Repenser la fiscalité : Oxfam Canada appelle à des investissements audacieux dans les programmes sociaux pour lutter contre les inégalités

À l'heure où les pressions inflationnistes, les inégalités sociales et les services publics mis à rude épreuve continuent de peser sur les ménages canadiens, Lauren Ravon, directrice générale d'Oxfam Canada, estime qu'il est temps de repenser sérieusement la manière dont la fiscalité alimente la prospérité nationale et soutient le filet de sécurité sociale du pays.

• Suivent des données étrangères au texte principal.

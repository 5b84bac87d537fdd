use std::collections::BTreeMap;
use std::ops::Bound;
use std::path::Path;
use std::sync::Arc;

use super::{read_index_entries, IndexIterator, KeyMapper, TableIndex};
use crate::error::Result;
use crate::proto::IndexEntry;

/// The SortedMap strategy: a `BTreeMap` keyed by the mapper-normalized
/// key. Works because the mapper's output byte order matches the table's
/// comparator order (see [`KeyMapper`]).
pub(crate) struct SortedMapIndex {
    map: BTreeMap<Vec<u8>, IndexEntry>,
    mapper: Arc<dyn KeyMapper>,
}

impl SortedMapIndex {
    pub(crate) fn load(
        path: &Path,
        mapper: Arc<dyn KeyMapper>,
        read_buffer_size: usize,
    ) -> Result<Self> {
        let mut map = BTreeMap::new();
        for entry in read_index_entries(path, read_buffer_size)? {
            map.insert(mapper.map(&entry.key), entry);
        }
        Ok(Self { map, mapper })
    }
}

impl TableIndex for SortedMapIndex {
    fn find_exact(&self, key: &[u8]) -> Result<Option<IndexEntry>> {
        Ok(self.map.get(&self.mapper.map(key)).cloned())
    }

    fn find_floor(&self, key: &[u8]) -> Result<Option<IndexEntry>> {
        let mapped = self.mapper.map(key);
        Ok(self
            .map
            .range(..=mapped)
            .next_back()
            .map(|(_, e)| e.clone()))
    }

    fn find_ceil(&self, key: &[u8]) -> Result<Option<IndexEntry>> {
        let mapped = self.mapper.map(key);
        Ok(self
            .map
            .range((Bound::Included(mapped), Bound::Unbounded))
            .next()
            .map(|(_, e)| e.clone()))
    }

    fn iter_range<'a>(
        &'a self,
        lo: Option<&[u8]>,
        hi: Option<&[u8]>,
    ) -> Result<Box<dyn IndexIterator + 'a>> {
        let lo = match lo {
            Some(k) => Bound::Included(self.mapper.map(k)),
            None => Bound::Unbounded,
        };
        let hi = match hi {
            Some(k) => Bound::Excluded(self.mapper.map(k)),
            None => Bound::Unbounded,
        };
        Ok(Box::new(MapIter {
            inner: self.map.range((lo, hi)),
        }))
    }
}

struct MapIter<'a> {
    inner: std::collections::btree_map::Range<'a, Vec<u8>, IndexEntry>,
}

impl IndexIterator for MapIter<'_> {
    fn next_entry(&mut self) -> Result<Option<IndexEntry>> {
        Ok(self.inner.next().map(|(_, e)| e.clone()))
    }
}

Pour faire face à l'écart grandissant entre les moyens financiers des Canadiens, le premier ministre Mark Carney a présenté un plan ambitieux pour construire ce qu'il appelle « une seule économie » - un système unifié et résilient qui équilibre la croissance du marché et la prospérité de tous. 

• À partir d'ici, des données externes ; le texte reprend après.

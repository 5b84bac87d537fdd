use rand::Rng;
use std::cmp::Ordering;
use std::sync::Arc;

use crate::Comparator;

/// Maximum tower height.
const MAX_HEIGHT: usize = 16;
/// Denominator for tower growth (a node reaches level l+1 with p = 1/4).
const BRANCHING: u32 = 4;
/// Arena index meaning "no node".
const NIL: usize = usize::MAX;

struct Node<V> {
    key: Vec<u8>,
    value: V,
    /// Forward links per level, `forward.len()` is the tower height.
    forward: Vec<usize>,
}

/// A sorted map over byte keys and a caller-supplied [`Comparator`].
///
/// Nodes live in an arena (`Vec<Node>`) and link by index, so the structure
/// is plain safe code; the single-writer model of the engine never needs
/// lock-free towers. Insertion with an existing key replaces the value.
pub struct SkipListMap<V> {
    cmp: Arc<dyn Comparator>,
    nodes: Vec<Node<V>>,
    /// Head forward links per level.
    head: [usize; MAX_HEIGHT],
    /// Highest level currently in use (1..=MAX_HEIGHT).
    level: usize,
    len: usize,
}

impl<V> SkipListMap<V> {
    #[must_use]
    pub fn new(cmp: Arc<dyn Comparator>) -> Self {
        Self {
            cmp,
            nodes: Vec::new(),
            head: [NIL; MAX_HEIGHT],
            level: 1,
            len: 0,
        }
    }

    /// The comparator this map orders by.
    #[must_use]
    pub fn comparator(&self) -> &Arc<dyn Comparator> {
        &self.cmp
    }

    #[must_use]
    pub fn len(&self) -> usize {
        self.len
    }

    #[must_use]
    pub fn is_empty(&self) -> bool {
        self.len == 0
    }

    fn next_of(&self, node: Option<usize>, level: usize) -> usize {
        match node {
            None => self.head[level],
            Some(i) => self.nodes[i].forward[level],
        }
    }

    /// Walks down the towers; returns the per-level predecessors of `key`
    /// (None meaning the head).
    fn predecessors(&self, key: &[u8]) -> [Option<usize>; MAX_HEIGHT] {
        let mut update: [Option<usize>; MAX_HEIGHT] = [None; MAX_HEIGHT];
        let mut cur: Option<usize> = None;
        for l in (0..self.level).rev() {
            loop {
                let next = self.next_of(cur, l);
                if next == NIL {
                    break;
                }
                match self.cmp.compare(&self.nodes[next].key, key) {
                    Ordering::Less => cur = Some(next),
                    _ => break,
                }
            }
            update[l] = cur;
        }
        update
    }

    /// Index of the first node with key >= `key`, or NIL.
    fn ceiling_node(&self, key: &[u8]) -> usize {
        let update = self.predecessors(key);
        self.next_of(update[0], 0)
    }

    /// Inserts `key`, replacing and returning the previous value if the key
    /// already exists.
    pub fn insert(&mut self, key: Vec<u8>, value: V) -> Option<V> {
        let mut update = self.predecessors(&key);

        let candidate = self.next_of(update[0], 0);
        if candidate != NIL && self.cmp.compare(&self.nodes[candidate].key, &key) == Ordering::Equal
        {
            return Some(std::mem::replace(&mut self.nodes[candidate].value, value));
        }

        let height = random_height();
        if height > self.level {
            for slot in update.iter_mut().take(height).skip(self.level) {
                *slot = None;
            }
            self.level = height;
        }

        let idx = self.nodes.len();
        let mut forward = vec![NIL; height];
        for (l, link) in forward.iter_mut().enumerate() {
            *link = self.next_of(update[l], l);
        }
        self.nodes.push(Node {
            key,
            value,
            forward,
        });
        for (l, pred) in update.iter().enumerate().take(height) {
            match pred {
                None => self.head[l] = idx,
                Some(p) => self.nodes[*p].forward[l] = idx,
            }
        }
        self.len += 1;
        None
    }

    #[must_use]
    pub fn get(&self, key: &[u8]) -> Option<&V> {
        let idx = self.ceiling_node(key);
        if idx != NIL && self.cmp.compare(&self.nodes[idx].key, key) == Ordering::Equal {
            Some(&self.nodes[idx].value)
        } else {
            None
        }
    }

    #[must_use]
    pub fn contains_key(&self, key: &[u8]) -> bool {
        self.get(key).is_some()
    }

    /// Smallest entry with key >= `key`.
    #[must_use]
    pub fn ceiling(&self, key: &[u8]) -> Option<(&[u8], &V)> {
        let idx = self.ceiling_node(key);
        if idx == NIL {
            None
        } else {
            let node = &self.nodes[idx];
            Some((node.key.as_slice(), &node.value))
        }
    }

    /// Largest entry with key <= `key`.
    #[must_use]
    pub fn floor(&self, key: &[u8]) -> Option<(&[u8], &V)> {
        let update = self.predecessors(key);
        let candidate = self.next_of(update[0], 0);
        if candidate != NIL
            && self.cmp.compare(&self.nodes[candidate].key, key) == Ordering::Equal
        {
            let node = &self.nodes[candidate];
            return Some((node.key.as_slice(), &node.value));
        }
        let idx = update[0]?;
        let node = &self.nodes[idx];
        Some((node.key.as_slice(), &node.value))
    }

    /// Ordered iterator over all entries.
    #[must_use]
    pub fn iter(&self) -> Iter<'_, V> {
        Iter {
            list: self,
            cur: self.head[0],
            upper: None,
        }
    }

    /// Ordered iterator over `[lo, hi)`; `None` means unbounded.
    #[must_use]
    pub fn range(&self, lo: Option<&[u8]>, hi: Option<&[u8]>) -> Iter<'_, V> {
        let cur = match lo {
            Some(lo) => self.ceiling_node(lo),
            None => self.head[0],
        };
        Iter {
            list: self,
            cur,
            upper: hi.map(|h| h.to_vec()),
        }
    }
}

/// Borrowing in-order iterator, optionally bounded by an exclusive upper key.
pub struct Iter<'a, V> {
    list: &'a SkipListMap<V>,
    cur: usize,
    upper: Option<Vec<u8>>,
}

impl<'a, V> Iterator for Iter<'a, V> {
    type Item = (&'a [u8], &'a V);

    fn next(&mut self) -> Option<Self::Item> {
        if self.cur == NIL {
            return None;
        }
        let list = self.list;
        let node = &list.nodes[self.cur];
        if let Some(upper) = &self.upper {
            if list.cmp.compare(&node.key, upper) != Ordering::Less {
                self.cur = NIL;
                return None;
            }
        }
        self.cur = node.forward[0];
        Some((node.key.as_slice(), &node.value))
    }
}

fn random_height() -> usize {
    let mut height = 1;
    let mut rng = rand::thread_rng();
    while height < MAX_HEIGHT && rng.gen_ratio(1, BRANCHING) {
        height += 1;
    }
    height
}

#[cfg(test)]
mod tests {
    use super::*;
    use crate::BytewiseComparator;
    use std::collections::BTreeMap;

    fn new_map() -> SkipListMap<u64> {
        SkipListMap::new(Arc::new(BytewiseComparator))
    }

    #[test]
    fn empty_map() {
        let m = new_map();
        assert_eq!(m.len(), 0);
        assert!(m.is_empty());
        assert!(m.get(b"a").is_none());
        assert!(m.ceiling(b"a").is_none());
        assert!(m.floor(b"a").is_none());
        assert!(m.iter().next().is_none());
    }

    #[test]
    fn insert_get_replace() {
        let mut m = new_map();
        assert_eq!(m.insert(b"k".to_vec(), 1), None);
        assert_eq!(m.get(b"k"), Some(&1));
        assert_eq!(m.insert(b"k".to_vec(), 2), Some(1));
        assert_eq!(m.get(b"k"), Some(&2));
        assert_eq!(m.len(), 1);
    }

    #[test]
    fn iteration_is_sorted_regardless_of_insert_order() {
        let mut m = new_map();
        for (i, key) in ["m", "a", "z", "c", "q", "b"].iter().enumerate() {
            m.insert(key.as_bytes().to_vec(), i as u64);
        }
        let keys: Vec<&[u8]> = m.iter().map(|(k, _)| k).collect();
        assert_eq!(
            keys,
            vec![
                b"a".as_slice(),
                b"b".as_slice(),
                b"c".as_slice(),
                b"m".as_slice(),
                b"q".as_slice(),
                b"z".as_slice()
            ]
        );
    }

    #[test]
    fn floor_and_ceiling() {
        let mut m = new_map();
        for key in ["b", "d", "f"] {
            m.insert(key.as_bytes().to_vec(), 0);
        }

        assert_eq!(m.ceiling(b"a").unwrap().0, b"b");
        assert_eq!(m.ceiling(b"b").unwrap().0, b"b");
        assert_eq!(m.ceiling(b"c").unwrap().0, b"d");
        assert!(m.ceiling(b"g").is_none());

        assert!(m.floor(b"a").is_none());
        assert_eq!(m.floor(b"b").unwrap().0, b"b");
        assert_eq!(m.floor(b"c").unwrap().0, b"b");
        assert_eq!(m.floor(b"g").unwrap().0, b"f");
    }

    #[test]
    fn range_bounds_are_half_open() {
        let mut m = new_map();
        for i in 0..10u8 {
            m.insert(vec![b'0' + i], u64::from(i));
        }

        let keys: Vec<&[u8]> = m.range(Some(b"3"), Some(b"7")).map(|(k, _)| k).collect();
        assert_eq!(keys, vec![b"3".as_slice(), b"4".as_slice(), b"5".as_slice(), b"6".as_slice()]);

        // unbounded sides
        assert_eq!(m.range(None, Some(b"2")).count(), 2);
        assert_eq!(m.range(Some(b"8"), None).count(), 2);
        assert_eq!(m.range(None, None).count(), 10);

        // empty range
        assert_eq!(m.range(Some(b"7"), Some(b"7")).count(), 0);
    }

    #[test]
    fn matches_btreemap_reference_model() {
        use rand::prelude::*;

        let mut rng = StdRng::seed_from_u64(0x5eed);
        let mut model = BTreeMap::new();
        let mut m = new_map();

        for _ in 0..2000 {
            let key: Vec<u8> = (0..rng.gen_range(1..8)).map(|_| rng.gen_range(b'a'..=b'f')).collect();
            let value: u64 = rng.gen();
            model.insert(key.clone(), value);
            m.insert(key, value);
        }

        assert_eq!(m.len(), model.len());
        let got: Vec<(Vec<u8>, u64)> = m.iter().map(|(k, v)| (k.to_vec(), *v)).collect();
        let want: Vec<(Vec<u8>, u64)> = model.iter().map(|(k, v)| (k.clone(), *v)).collect();
        assert_eq!(got, want);

        for probe in [b"a".to_vec(), b"cc".to_vec(), b"fff".to_vec(), b"zz".to_vec()] {
            assert_eq!(m.get(&probe), model.get(&probe));
            let want_ceil = model.range(probe.clone()..).next().map(|(k, _)| k.clone());
            assert_eq!(m.ceiling(&probe).map(|(k, _)| k.to_vec()), want_ceil);
            let want_floor = model.range(..=probe.clone()).next_back().map(|(k, _)| k.clone());
            assert_eq!(m.floor(&probe).map(|(k, _)| k.to_vec()), want_floor);
        }
    }
}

La vision économique de M. Carney donne la priorité à des investissements majeurs dans les infrastructures commerciales et la défense nationale, afin de renforcer la compétitivité et la sécurité dans un contexte mondial instable.

Madame Ravon a déclaré dans une interview qu'à l'heure où les gouvernements réfléchissent à la manière de mettre la prospérité économique en œuvre, ils doivent reconnaître que les dépenses liées aux filets de sécurité sociale constituent un investissement aux résultats tangibles, en particulier dans la lutte contre la pauvreté et les inégalités.

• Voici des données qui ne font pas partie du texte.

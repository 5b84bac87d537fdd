//! Index representations and the strategies that load them.
//!
//! The index file maps keys to data-file offsets. How it is materialized
//! at open time is a strategy choice with different memory/latency
//! trade-offs:
//!
//! | Strategy    | Resident memory      | Get            | Notes |
//! |-------------|----------------------|----------------|-------|
//! | `SliceKey`  | all entries          | binary search  | simplest, the default |
//! | `SortedMap` | all entries          | `BTreeMap`     | keys normalized by a [`KeyMapper`] |
//! | `SkipList`  | all entries          | skip list      | honors arbitrary comparators natively |
//! | `Binary`    | O(1)                 | disk-backed binary search | needs a table written with [`IndexFormat::FlatBinary`](crate::IndexFormat) |
//!
//! Whatever the strategy, the loaded index answers the same small query
//! protocol ([`TableIndex`]), so the reader's `get`/`scan` code is
//! oblivious to the choice.

use std::path::Path;
use std::sync::Arc;

use prost::Message;
use skiplist::Comparator;

use crate::error::{Error, Result};
use crate::proto::IndexEntry;

pub(crate) mod binary;
mod skip_list;
mod slice;
mod sorted_map;

/// Default read buffer for index loading, matching the original's loaders.
pub const DEFAULT_READ_BUFFER_SIZE: usize = 4096;

/// Query protocol every loaded index implements.
///
/// The find methods return owned entries (the Binary strategy reads them
/// off disk, so borrowing is not an option), and they return `Result`
/// because disk-backed lookups can fail.
pub trait TableIndex: Send + Sync {
    /// The entry for exactly `key`, if present.
    fn find_exact(&self, key: &[u8]) -> Result<Option<IndexEntry>>;

    /// The entry with the largest key <= `key`.
    fn find_floor(&self, key: &[u8]) -> Result<Option<IndexEntry>>;

    /// The entry with the smallest key >= `key`.
    fn find_ceil(&self, key: &[u8]) -> Result<Option<IndexEntry>>;

    /// In-order iteration over `[lo, hi)`; `None` bounds are unbounded.
    fn iter_range<'a>(
        &'a self,
        lo: Option<&[u8]>,
        hi: Option<&[u8]>,
    ) -> Result<Box<dyn IndexIterator + 'a>>;
}

/// Pull-iterator over index entries, in key order.
pub trait IndexIterator {
    /// The next entry, or `None` once the range is exhausted.
    fn next_entry(&mut self) -> Result<Option<IndexEntry>>;
}

/// Normalizes raw keys into the `SortedMap` strategy's map keys.
///
/// The mapped keys must sort (in plain byte order) exactly as the raw keys
/// sort under the table's comparator, or floor/ceil and range queries will
/// disagree with the rest of the reader.
pub trait KeyMapper: Send + Sync {
    fn map(&self, key: &[u8]) -> Vec<u8>;
}

/// The identity mapping; correct whenever the table uses byte order.
#[derive(Debug, Clone, Copy, Default)]
pub struct IdentityKeyMapper;

impl KeyMapper for IdentityKeyMapper {
    fn map(&self, key: &[u8]) -> Vec<u8> {
        key.to_vec()
    }
}

/// Caps keys at a fixed width. Meant for tables whose keys are uniform
/// fixed-size digests (e.g. 20-byte content hashes), where anything past
/// the width cannot exist and longer probe keys can be clipped safely.
#[derive(Debug, Clone, Copy)]
pub struct FixedWidthKeyMapper {
    pub width: usize,
}

impl KeyMapper for FixedWidthKeyMapper {
    fn map(&self, key: &[u8]) -> Vec<u8> {
        key[..key.len().min(self.width)].to_vec()
    }
}

/// Strategy for materializing the index file, chosen per reader open.
#[derive(Clone)]
pub enum IndexLoader {
    /// Contiguous sorted vector, binary-searched under the comparator.
    SliceKey { read_buffer_size: usize },
    /// `BTreeMap` keyed by [`KeyMapper`]-normalized keys.
    SortedMap {
        read_buffer_size: usize,
        mapper: Arc<dyn KeyMapper>,
    },
    /// Skip list built over the table comparator.
    SkipList { read_buffer_size: usize },
    /// Disk-backed binary search over a flat binary index file.
    Binary,
}

impl Default for IndexLoader {
    fn default() -> Self {
        IndexLoader::slice_key()
    }
}

impl IndexLoader {
    #[must_use]
    pub fn slice_key() -> Self {
        IndexLoader::SliceKey {
            read_buffer_size: DEFAULT_READ_BUFFER_SIZE,
        }
    }

    #[must_use]
    pub fn sorted_map(mapper: Arc<dyn KeyMapper>) -> Self {
        IndexLoader::SortedMap {
            read_buffer_size: DEFAULT_READ_BUFFER_SIZE,
            mapper,
        }
    }

    #[must_use]
    pub fn skip_list() -> Self {
        IndexLoader::SkipList {
            read_buffer_size: DEFAULT_READ_BUFFER_SIZE,
        }
    }

    #[must_use]
    pub fn binary() -> Self {
        IndexLoader::Binary
    }

    pub(crate) fn load(
        &self,
        index_path: &Path,
        cmp: Arc<dyn Comparator>,
    ) -> Result<Box<dyn TableIndex>> {
        match self {
            IndexLoader::SliceKey { read_buffer_size } => Ok(Box::new(
                slice::SliceKeyIndex::load(index_path, cmp, *read_buffer_size)?,
            )),
            IndexLoader::SortedMap {
                read_buffer_size,
                mapper,
            } => Ok(Box::new(sorted_map::SortedMapIndex::load(
                index_path,
                Arc::clone(mapper),
                *read_buffer_size,
            )?)),
            IndexLoader::SkipList { read_buffer_size } => Ok(Box::new(
                skip_list::SkipListIndex::load(index_path, cmp, *read_buffer_size)?,
            )),
            IndexLoader::Binary => Ok(Box::new(binary::BinaryIndex::open(index_path, cmp)?)),
        }
    }
}

/// Decodes every [`IndexEntry`] from a recordio index file, in file order
/// (which is key order, by the writer's invariant).
pub(crate) fn read_index_entries(path: &Path, read_buffer_size: usize) -> Result<Vec<IndexEntry>> {
    let mut reader = recordio::FileReader::open(path, read_buffer_size)?;
    let mut entries = Vec::new();
    while let Some(payload) = reader.read_next()? {
        let entry = IndexEntry::decode(payload.as_slice())
            .map_err(|e| Error::CorruptTable(format!("undecodable index entry: {e}")))?;
        entries.push(entry);
    }
    Ok(entries)
}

« Le principal message serait que nous devons commencer à considérer une grande partie de ces dépenses dans les filets de sécurité sociale et les programmes sociaux comme des investissements plutôt que comme des dépenses », dit-elle. « Étude après étude, il a été démontré que ces investissements sont rentables et qu'ils le sont très rapidement en termes de PIB réel. »

« Le principal message serait que nous devons commencer à considérer une grande partie de ces dépenses dans les filets de sécurité sociale et les programmes sociaux comme des investissements plutôt que comme des dépenses »

Lauren Ravon, directrice générale d'Oxfam Canada

Les services de garderie, par exemple, ont des retombées économiques immédiates, dit-elle, en permettant à davantage de femmes d'entrer sur le marché du travail, de payer des impôts et de contribuer à la croissance. « Nous devons cesser d'opposer l'économie aux programmes sociaux. Les deux vont de pair. »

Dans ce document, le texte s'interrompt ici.